Teju Cole: Pharmakon
‘I am writing this note while you’re still asleep. It’s still early enough that I can open the windows in my room. By the time you read this, I’ll be at work. Please pardon the strange formality of writing to you when I could just have said to you in person what I want to say. But since I have failed to say it, it is reasonable to conclude that I am having some difficulty speaking.’
Bringing together a sequence of subtle and disquieting photographs with a dozen compact short stories, Pharmakon is a surprising new work from the singular mind of Teju Cole. The photographs were taken across the globe and extend the oblique point of view he developed in Fernweh (2020).

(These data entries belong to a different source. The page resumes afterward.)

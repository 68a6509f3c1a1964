//! 请求体校验
//!
//! 先检查字段是否齐全、类型是否正确，再用 `validator` 检查长度和取值范围。
//! 所有错误汇总成一个 `FieldErrors` 返回，任何一项失败都不会触碰存储。

use chrono::{DateTime, NaiveDateTime, SubsecRound, Utc};
use serde_json::{Map, Value};
use shop_common::UserId;
use shop_errors::FieldErrors;
use validator::{Validate, ValidationErrors};

use crate::domain::{NewOrder, NewProduct, NewUser};

const SCHEMA_FIELD: &str = "_schema";
const INVALID_INPUT: &str = "Invalid input type.";
const MISSING: &str = "Missing data for required field.";
const NULL: &str = "Field may not be null.";
const UNKNOWN: &str = "Unknown field.";

/// 可从 JSON 请求体加载的写入模型
pub trait LoadSchema: Validate + Sized {
    /// 请求体中允许出现、但加载时忽略的字段（只读字段和关系字段）
    const IGNORED: &'static [&'static str];

    /// 声明的字段
    const FIELDS: &'static [&'static str];

    /// 逐个读取字段，缺失或类型错误记录到 reader 中
    fn read(reader: &mut FieldReader<'_>) -> Option<Self>;
}

/// 解析并校验请求体
pub fn load<T: LoadSchema>(body: &[u8]) -> Result<T, FieldErrors> {
    let value: Value = serde_json::from_slice(body)
        .map_err(|_| FieldErrors::single(SCHEMA_FIELD, INVALID_INPUT))?;
    let Value::Object(object) = value else {
        return Err(FieldErrors::single(SCHEMA_FIELD, INVALID_INPUT));
    };

    let mut reader = FieldReader::new(&object);
    let loaded = T::read(&mut reader);
    reader.reject_unknown(T::FIELDS, T::IGNORED);

    let mut errors = reader.into_errors();
    match loaded {
        Some(model) if errors.is_empty() => {
            if let Err(validation) = model.validate() {
                errors.merge(from_validation_errors(&validation));
            }
            errors.into_result(model)
        }
        _ => Err(errors),
    }
}

fn from_validation_errors(validation: &ValidationErrors) -> FieldErrors {
    let mut errors = FieldErrors::new();
    for (field, field_errors) in validation.field_errors() {
        for err in field_errors.iter() {
            let message = err
                .message
                .as_ref()
                .map(|m| m.to_string())
                .unwrap_or_else(|| format!("Invalid value ({}).", err.code));
            errors.add(field.to_string(), message);
        }
    }
    errors
}

/// 按字段读取 JSON 对象并收集错误
pub struct FieldReader<'a> {
    object: &'a Map<String, Value>,
    errors: FieldErrors,
}

impl<'a> FieldReader<'a> {
    pub fn new(object: &'a Map<String, Value>) -> Self {
        Self {
            object,
            errors: FieldErrors::new(),
        }
    }

    pub fn into_errors(self) -> FieldErrors {
        self.errors
    }

    fn present(&mut self, field: &str) -> Option<&'a Value> {
        match self.object.get(field) {
            None => {
                self.errors.add(field, MISSING);
                None
            }
            Some(Value::Null) => {
                self.errors.add(field, NULL);
                None
            }
            Some(value) => Some(value),
        }
    }

    /// 必填字符串
    pub fn string(&mut self, field: &str) -> Option<String> {
        match self.present(field)? {
            Value::String(s) => Some(s.clone()),
            _ => {
                self.errors.add(field, "Not a valid string.");
                None
            }
        }
    }

    /// 必填数字，接受数字字符串，拒绝布尔值
    pub fn number(&mut self, field: &str) -> Option<f64> {
        let parsed = match self.present(field)? {
            Value::Number(n) => n.as_f64(),
            Value::String(s) => s.trim().parse::<f64>().ok().filter(|v| v.is_finite()),
            _ => None,
        };
        if parsed.is_none() {
            self.errors.add(field, "Not a valid number.");
        }
        parsed
    }

    /// 必填整数，接受整数字符串和没有小数部分的浮点数
    pub fn integer(&mut self, field: &str) -> Option<i64> {
        let parsed = match self.present(field)? {
            Value::Number(n) => n.as_i64().or_else(|| {
                n.as_f64()
                    .filter(|v| v.fract() == 0.0 && v.abs() < i64::MAX as f64)
                    .map(|v| v as i64)
            }),
            Value::String(s) => s.trim().parse::<i64>().ok(),
            _ => None,
        };
        if parsed.is_none() {
            self.errors.add(field, "Not a valid integer.");
        }
        parsed
    }

    /// 必填日期时间
    ///
    /// 接受不带时区的 ISO 8601 (`2024-01-01T00:00:00`) 和带偏移的 RFC 3339，
    /// 后者换算为 UTC 后去掉时区。
    pub fn datetime(&mut self, field: &str) -> Option<NaiveDateTime> {
        let parsed = match self.present(field)? {
            Value::String(s) => parse_datetime(s),
            _ => None,
        };
        if parsed.is_none() {
            self.errors.add(field, "Not a valid datetime.");
        }
        parsed
    }

    fn reject_unknown(&mut self, fields: &[&str], ignored: &[&str]) {
        for key in self.object.keys() {
            if !fields.contains(&key.as_str()) && !ignored.contains(&key.as_str()) {
                self.errors.add(key.clone(), UNKNOWN);
            }
        }
    }
}

/// 精度截断到微秒，与 PostgreSQL `TIMESTAMP` 一致
fn parse_datetime(s: &str) -> Option<NaiveDateTime> {
    let s = s.trim();
    let parsed = match DateTime::parse_from_rfc3339(s) {
        Ok(dt) => Some(dt.with_timezone(&Utc).naive_utc()),
        Err(_) => ["%Y-%m-%dT%H:%M:%S%.f", "%Y-%m-%d %H:%M:%S%.f"]
            .iter()
            .find_map(|format| NaiveDateTime::parse_from_str(s, format).ok()),
    };
    parsed.map(|dt| dt.trunc_subsecs(6))
}

impl LoadSchema for NewUser {
    const IGNORED: &'static [&'static str] = &["id", "orders"];
    const FIELDS: &'static [&'static str] = &["name", "address", "email"];

    fn read(reader: &mut FieldReader<'_>) -> Option<Self> {
        let name = reader.string("name");
        let address = reader.string("address");
        let email = reader.string("email");
        Some(NewUser::new(name?, address?, email?))
    }
}

impl LoadSchema for NewProduct {
    const IGNORED: &'static [&'static str] = &["id", "orders"];
    const FIELDS: &'static [&'static str] = &["product_name", "price"];

    fn read(reader: &mut FieldReader<'_>) -> Option<Self> {
        let product_name = reader.string("product_name");
        let price = reader.number("price");
        Some(NewProduct::new(product_name?, price?))
    }
}

impl LoadSchema for NewOrder {
    const IGNORED: &'static [&'static str] = &["id", "products"];
    const FIELDS: &'static [&'static str] = &["user_id", "order_date"];

    fn read(reader: &mut FieldReader<'_>) -> Option<Self> {
        let user_id = reader.integer("user_id");
        let order_date = reader.datetime("order_date");
        Some(NewOrder::new(UserId(user_id?), order_date?))
    }
}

Interspersed among the images are texts that emerge like intimate signals from our age of crisis, mining further the exquisite linguistic control that characterizes Cole’s novels Open City (2011) and Tremor (2023). The result is a work of strange beauty that startles and consoles in equal measure.
About the Author
Teju Cole (b. 1975, Nigeria) is a writer, art historian, and photographer. He is the photography critic of the New York Times Magazine and Distinguished Writer in Residence at Bard College. He is the author of three previous books. His novella, Every Day is for the Thief (2014), was named a book of the year by the New York Times, the Globe and Mail, NPR, and the Telegraph and shortlisted for the PEN/Open Book Award. His novel, Open City (2011) won the PEN/Hemingway Award, the New York City Book Award for Fiction, the Rosenthal Award of the American Academy of Arts and Letters, and the Internationaler Literaturpreis. Open City was also shortlisted for the National Book Critics Circle Award, the New York Public Library Young Lions Award, and the Ondaatje Prize of the Royal Society of Literature. His essay collection, Known and Strange Things (2016), the core of which is his photography essays, was published to rave reviews in the New York Times and the New York Review of Books, among others; named a book of the year by the Guardian, the Financial Times, Time Magazine, and many others; and is the only book to have been shortlisted for two PEN Awards in the same year: the PEN/Diamonstein-Spielvogel Award for the Art of the Essay and the PEN/Jean Stein Award for originality, merit, and impact.